Task goal: Below are some records; return each one exactly as written.

Recorded information:
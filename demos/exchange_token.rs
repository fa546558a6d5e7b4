use std::io;
use std::time::Duration;

use globelabs::{Credentials, GlobeLabsClient};
use tracing_subscriber::{layer::SubscriberExt, util::SubscriberInitExt};

#[tokio::main]
async fn main() -> Result<(), Box<dyn std::error::Error>> {
    tracing_subscriber::registry()
        .with(
            tracing_subscriber::EnvFilter::try_from_default_env()
                .unwrap_or_else(|_| "info,globelabs=debug".into()),
        )
        .with(tracing_subscriber::fmt::layer())
        .init();

    let app_id = std::env::var("GLOBELABS_APP_ID").map_err(|_| {
        io::Error::new(
            io::ErrorKind::InvalidInput,
            "GLOBELABS_APP_ID environment variable is required",
        )
    })?;
    let app_secret = std::env::var("GLOBELABS_APP_SECRET").map_err(|_| {
        io::Error::new(
            io::ErrorKind::InvalidInput,
            "GLOBELABS_APP_SECRET environment variable is required",
        )
    })?;
    let code = std::env::args().nth(1).ok_or_else(|| {
        io::Error::new(
            io::ErrorKind::InvalidInput,
            "usage: exchange_token <authorization code>",
        )
    })?;

    let client = GlobeLabsClient::builder()
        .timeout(Duration::from_secs(30))
        .build()?;
    let result = client
        .exchange_code_for_token(&Credentials::new(app_id, app_secret), &code)
        .await?;

    match (result.access_token, result.subscriber_number) {
        (Some(token), Some(number)) => println!("subscriber {number}: access_token={token}"),
        _ => println!(
            "no token: {} {}",
            result.response_code, result.response_message
        ),
    }

    Ok(())
}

Solution to this task:
filename demos/exchange_token.rs
repository fa546558a6d5e7b4
use std::io;
use std::time::Duration;

use globelabs::{Credentials, GlobeLabsClient};
use tracing_subscriber::{layer::SubscriberExt, util::SubscriberInitExt};

#[tokio::main]
async fn main() -> Result<(), Box<dyn std::error::Error>> {
    tracing_subscriber::registry()
        .with(
            tracing_subscriber::EnvFilter::try_from_default_env()
                .unwrap_or_else(|_| "info,globelabs=debug".into()),
        )
        .with(tracing_subscriber::fmt::layer())
        .init();

    let app_id = std::env::var("GLOBELABS_APP_ID").map_err(|_| {
        io::Error::new(
            io::ErrorKind::InvalidInput,
            "GLOBELABS_APP_ID environment variable is required",
        )
    })?;
    let app_secret = std::env::var("GLOBELABS_APP_SECRET").map_err(|_| {
        io::Error::new(
            io::ErrorKind::InvalidInput,
            "GLOBELABS_APP_SECRET environment variable is required",
        )
    })?;
    let code = std::env::args().nth(1).ok_or_else(|| {
        io::Error::new(
            io::ErrorKind::InvalidInput,
            "usage: exchange_token <authorization code>",
        )
    })?;

    let client = GlobeLabsClient::builder()
        .timeout(Duration::from_secs(30))
        .build()?;
    let result = client
        .exchange_code_for_token(&Credentials::new(app_id, app_secret), &code)
        .await?;

    match (result.access_token, result.subscriber_number) {
        (Some(token), Some(number)) => println!("subscriber {number}: access_token={token}"),
        _ => println!(
            "no token: {} {}",
            result.response_code, result.response_message
        ),
    }

    Ok(())
}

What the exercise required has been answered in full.